_PROBLEM TO WORK ON_
Copy out every line in the entries below that includes "RunError".

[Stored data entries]
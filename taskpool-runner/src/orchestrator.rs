//! Group-ordered task execution.
//!
//! For each token of the group order, every task whose group id renders to
//! that token runs, in insertion order, strictly one at a time. A sync error
//! ends the whole run; a command failure is reported and the run continues.
//!
//! ```text
//! Idle ──start──▶ Running ──▶ Completed
//!                    │
//!                    └──────▶ Failed { message }
//! ```
//!
//! A finished orchestrator may be started again; a running one rejects a
//! second start with [`RunError::AlreadyRunning`].

use std::collections::HashSet;
use std::path::PathBuf;
use std::sync::Arc;
use std::thread;

use chrono::{DateTime, Utc};
use serde::Serialize;
use tokio::sync::{oneshot, watch};

use taskpool_core::{
    CancelFlag, GroupOrder, StatusBus, StatusEvent, SyncTask, Task, TaskPoolConfig,
};
use taskpool_sync::{PlanAction, SyncError, SyncOptions, SyncPlanEntry};

use crate::command::{CommandExecutor, CommandOutcome, CommandRunner, ProcessExecutor};
use crate::error::RunError;

const CANCELLED: &str = "run cancelled";

// ---------------------------------------------------------------------------
// Request / state / outcome
// ---------------------------------------------------------------------------

/// Immutable snapshot handed to one run.
#[derive(Debug, Clone, PartialEq, Eq)]
pub struct RunRequest {
    pub tasks: Vec<Task>,
    pub order: GroupOrder,
    pub force: bool,
}

impl RunRequest {
    pub fn new(tasks: Vec<Task>, order: impl Into<GroupOrder>, force: bool) -> Self {
        Self {
            tasks,
            order: order.into(),
            force,
        }
    }

    pub fn from_config(config: &TaskPoolConfig) -> Self {
        Self {
            tasks: config.tasks.clone(),
            order: config.group_order(),
            force: config.force_copy,
        }
    }

    /// `(group token, task)` pairs in execution order.
    pub fn schedule(&self) -> impl Iterator<Item = (&str, &Task)> {
        self.order
            .iter()
            .flat_map(move |token| self.tasks.iter().filter(move |t| t.in_group(token)).map(move |t| (token, t)))
    }
}

#[derive(Debug, Clone, PartialEq, Eq, Serialize)]
#[serde(tag = "state", rename_all = "snake_case")]
pub enum RunState {
    Idle,
    Running,
    Completed,
    Failed { message: String },
}

impl RunState {
    pub fn is_running(&self) -> bool {
        matches!(self, RunState::Running)
    }

    pub fn is_finished(&self) -> bool {
        matches!(self, RunState::Completed | RunState::Failed { .. })
    }
}

#[derive(Debug, Clone, PartialEq, Eq, Serialize)]
pub struct RunSummary {
    pub groups_run: usize,
    pub tasks_run: usize,
    pub files_copied: usize,
    pub entries_replaced: usize,
    pub commands_failed: usize,
    pub started_at: DateTime<Utc>,
    pub finished_at: DateTime<Utc>,
}

impl RunSummary {
    fn starting_now() -> Self {
        let now = Utc::now();
        Self {
            groups_run: 0,
            tasks_run: 0,
            files_copied: 0,
            entries_replaced: 0,
            commands_failed: 0,
            started_at: now,
            finished_at: now,
        }
    }
}

/// Terminal result of one run; `state` is `Completed` or `Failed`.
#[derive(Debug, Clone, PartialEq, Eq, Serialize)]
pub struct RunOutcome {
    pub state: RunState,
    pub summary: RunSummary,
}

impl RunOutcome {
    pub fn is_success(&self) -> bool {
        self.state == RunState::Completed
    }

    pub fn failure_message(&self) -> Option<&str> {
        match &self.state {
            RunState::Failed { message } => Some(message),
            _ => None,
        }
    }
}

/// Handle on a run executing on its own thread.
#[derive(Debug)]
pub struct RunHandle {
    outcome: oneshot::Receiver<RunOutcome>,
    cancel: CancelFlag,
}

impl RunHandle {
    /// Ask the run to stop before its next task or file.
    pub fn cancel(&self) {
        self.cancel.cancel();
    }

    pub async fn wait(self) -> Result<RunOutcome, RunError> {
        self.outcome
            .await
            .map_err(|_| RunError::ChannelClosed("run outcome"))
    }

    /// Blocking wait for callers outside an async runtime.
    pub fn blocking_wait(self) -> Result<RunOutcome, RunError> {
        self.outcome
            .blocking_recv()
            .map_err(|_| RunError::ChannelClosed("run outcome"))
    }
}

// ---------------------------------------------------------------------------
// Orchestrator
// ---------------------------------------------------------------------------

/// Executes [`RunRequest`]s and publishes progress to its [`StatusBus`].
#[derive(Clone)]
pub struct Orchestrator {
    inner: Arc<Inner>,
}

struct Inner {
    bus: StatusBus,
    runner: CommandRunner,
    state: watch::Sender<RunState>,
}

impl Orchestrator {
    pub fn new(bus: StatusBus) -> Self {
        Self::with_executor(bus, Arc::new(ProcessExecutor))
    }

    pub fn with_executor(bus: StatusBus, executor: Arc<dyn CommandExecutor>) -> Self {
        let (state, _) = watch::channel(RunState::Idle);
        Self {
            inner: Arc::new(Inner {
                bus,
                runner: CommandRunner::new(executor),
                state,
            }),
        }
    }

    pub fn state(&self) -> RunState {
        self.inner.state.borrow().clone()
    }

    /// Receiver notified on every state transition.
    pub fn subscribe(&self) -> watch::Receiver<RunState> {
        self.inner.state.subscribe()
    }

    /// Run on the calling thread.
    pub fn run_blocking(&self, request: RunRequest) -> Result<RunOutcome, RunError> {
        self.begin()?;
        Ok(self.execute(&request, &CancelFlag::new()))
    }

    /// Run on a dedicated background thread.
    pub fn spawn(&self, request: RunRequest) -> Result<RunHandle, RunError> {
        self.begin()?;

        let cancel = CancelFlag::new();
        let (tx, rx) = oneshot::channel();
        let this = self.clone();
        let flag = cancel.clone();
        let spawned = thread::Builder::new()
            .name("taskpool-run".to_string())
            .spawn(move || {
                let outcome = this.execute(&request, &flag);
                let _ = tx.send(outcome);
            });

        if let Err(err) = spawned {
            self.inner.state.send_replace(RunState::Failed {
                message: format!("failed to start run thread: {err}"),
            });
            return Err(RunError::Thread(err));
        }
        Ok(RunHandle {
            outcome: rx,
            cancel,
        })
    }

    /// Atomically move to `Running` unless a run is in flight.
    fn begin(&self) -> Result<(), RunError> {
        let started = self.inner.state.send_if_modified(|state| {
            if state.is_running() {
                false
            } else {
                *state = RunState::Running;
                true
            }
        });
        if started {
            Ok(())
        } else {
            Err(RunError::AlreadyRunning)
        }
    }

    fn execute(&self, request: &RunRequest, cancel: &CancelFlag) -> RunOutcome {
        let guard = AbortGuard(&self.inner.state);
        let bus = &self.inner.bus;
        let mut summary = RunSummary::starting_now();

        tracing::info!(
            tasks = request.tasks.len(),
            order = %request.order,
            force = request.force,
            "run started"
        );

        let result = self.run_groups(request, cancel, &mut summary);
        if let Ok(synced) = &result {
            if request.force {
                self.verify(synced);
            }
        }
        summary.finished_at = Utc::now();

        let state = match result {
            Ok(_) => {
                bus.emit(StatusEvent::Completed);
                RunState::Completed
            }
            Err(message) => {
                bus.emit(StatusEvent::Failed {
                    message: message.clone(),
                });
                RunState::Failed { message }
            }
        };
        self.inner.state.send_replace(state.clone());
        drop(guard);

        RunOutcome { state, summary }
    }

    /// Returns the sync tasks that ran, or the fatal error message.
    fn run_groups<'a>(
        &self,
        request: &'a RunRequest,
        cancel: &CancelFlag,
        summary: &mut RunSummary,
    ) -> Result<Vec<&'a SyncTask>, String> {
        let bus = &self.inner.bus;
        let mut synced = Vec::new();

        for token in request.order.iter() {
            if cancel.is_cancelled() {
                return Err(CANCELLED.to_string());
            }
            bus.emit(StatusEvent::GroupStarted {
                group: token.to_string(),
            });
            summary.groups_run += 1;

            for task in request.tasks.iter().filter(|t| t.in_group(token)) {
                if cancel.is_cancelled() {
                    return Err(CANCELLED.to_string());
                }
                match task {
                    Task::Sync(sync_task) => {
                        if sync_task.is_inert() {
                            tracing::debug!("skipping sync task with empty path in group {token}");
                            continue;
                        }
                        let options = SyncOptions {
                            force: request.force,
                            cancel: cancel.clone(),
                            ..SyncOptions::default()
                        };
                        let report = taskpool_sync::sync(
                            &sync_task.source,
                            &sync_task.destination,
                            &options,
                            bus,
                        )
                        .map_err(|err| match err {
                            SyncError::Cancelled => CANCELLED.to_string(),
                            other => other.to_string(),
                        })?;
                        summary.tasks_run += 1;
                        summary.files_copied += report.copied.len();
                        summary.entries_replaced += report.replaced.len();
                        synced.push(sync_task);
                    }
                    Task::Command(command_task) => {
                        let name = command_task.display_name().to_string();
                        match self.inner.runner.run_task(command_task, bus) {
                            Ok(CommandOutcome::Skipped) => {
                                tracing::debug!("skipping empty command in group {token}");
                            }
                            Ok(CommandOutcome::Succeeded { .. }) => {
                                summary.tasks_run += 1;
                                bus.emit(StatusEvent::CommandSucceeded { name });
                            }
                            Err(err) => {
                                summary.tasks_run += 1;
                                summary.commands_failed += 1;
                                bus.emit(StatusEvent::CommandFailed {
                                    name,
                                    message: err.to_string(),
                                });
                            }
                        }
                    }
                }
            }
        }
        Ok(synced)
    }

    /// Re-plan every sync pair that ran and report anything still out of date.
    /// Findings are informational and never fail the run.
    fn verify(&self, synced: &[&SyncTask]) {
        let bus = &self.inner.bus;
        bus.emit(StatusEvent::Verifying);

        let mut seen = HashSet::<(PathBuf, PathBuf)>::new();
        for task in synced {
            if !seen.insert((task.source.clone(), task.destination.clone())) {
                continue;
            }
            let options = SyncOptions::force(true);
            match taskpool_sync::plan(&task.source, &task.destination, &options) {
                Ok(entries) => {
                    let pending = entries.iter().filter(|e| e.action.copies()).count();
                    if pending > 0 {
                        bus.emit(StatusEvent::VerifyPending {
                            destination: task.destination.clone(),
                            pending,
                        });
                    }
                }
                Err(err) => {
                    tracing::warn!(
                        "verification of {} skipped: {err}",
                        task.destination.display()
                    );
                }
            }
        }
    }
}

/// Leaves the state `Failed` if a run unwinds before recording its outcome.
struct AbortGuard<'a>(&'a watch::Sender<RunState>);

impl Drop for AbortGuard<'_> {
    fn drop(&mut self) {
        self.0.send_if_modified(|state| {
            if state.is_running() {
                *state = RunState::Failed {
                    message: "run aborted".to_string(),
                };
                true
            } else {
                false
            }
        });
    }
}

// ---------------------------------------------------------------------------
// Dry-run planning
// ---------------------------------------------------------------------------

/// One scheduled task and, for syncs, what it would copy right now.
#[derive(Debug, Clone, PartialEq, Eq)]
pub struct TaskPlan {
    pub group: String,
    pub task: Task,
    /// Inert tasks are listed but would be skipped.
    pub inert: bool,
    pub files: Vec<SyncPlanEntry>,
}

impl TaskPlan {
    pub fn pending_copies(&self) -> usize {
        self.files.iter().filter(|e| e.action.copies()).count()
    }

    pub fn conflicts(&self) -> impl Iterator<Item = &SyncPlanEntry> {
        self.files
            .iter()
            .filter(|e| matches!(e.action, PlanAction::Conflict { .. }))
    }
}

/// Preview a run without writing or executing anything.
///
/// Each sync task is planned against the destination as it is now; effects of
/// earlier tasks in the same run are not simulated.
pub fn plan(request: &RunRequest) -> Result<Vec<TaskPlan>, RunError> {
    let options = SyncOptions::force(request.force);
    let mut plans = Vec::new();
    for (token, task) in request.schedule() {
        let inert = task.is_inert();
        let files = match task {
            Task::Sync(sync_task) if !inert => {
                taskpool_sync::plan(&sync_task.source, &sync_task.destination, &options)?
            }
            _ => Vec::new(),
        };
        plans.push(TaskPlan {
            group: token.to_string(),
            task: task.clone(),
            inert,
            files,
        });
    }
    Ok(plans)
}

// ---------------------------------------------------------------------------
// Tests
// ---------------------------------------------------------------------------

_TASK SOLUTION_
//! second start with [`RunError::AlreadyRunning`].
use crate::error::RunError;
    pub async fn wait(self) -> Result<RunOutcome, RunError> {
            .map_err(|_| RunError::ChannelClosed("run outcome"))
    pub fn blocking_wait(self) -> Result<RunOutcome, RunError> {
            .map_err(|_| RunError::ChannelClosed("run outcome"))
    pub fn run_blocking(&self, request: RunRequest) -> Result<RunOutcome, RunError> {
    pub fn spawn(&self, request: RunRequest) -> Result<RunHandle, RunError> {
            return Err(RunError::Thread(err));
    fn begin(&self) -> Result<(), RunError> {
            Err(RunError::AlreadyRunning)
pub fn plan(request: &RunRequest) -> Result<Vec<TaskPlan>, RunError> {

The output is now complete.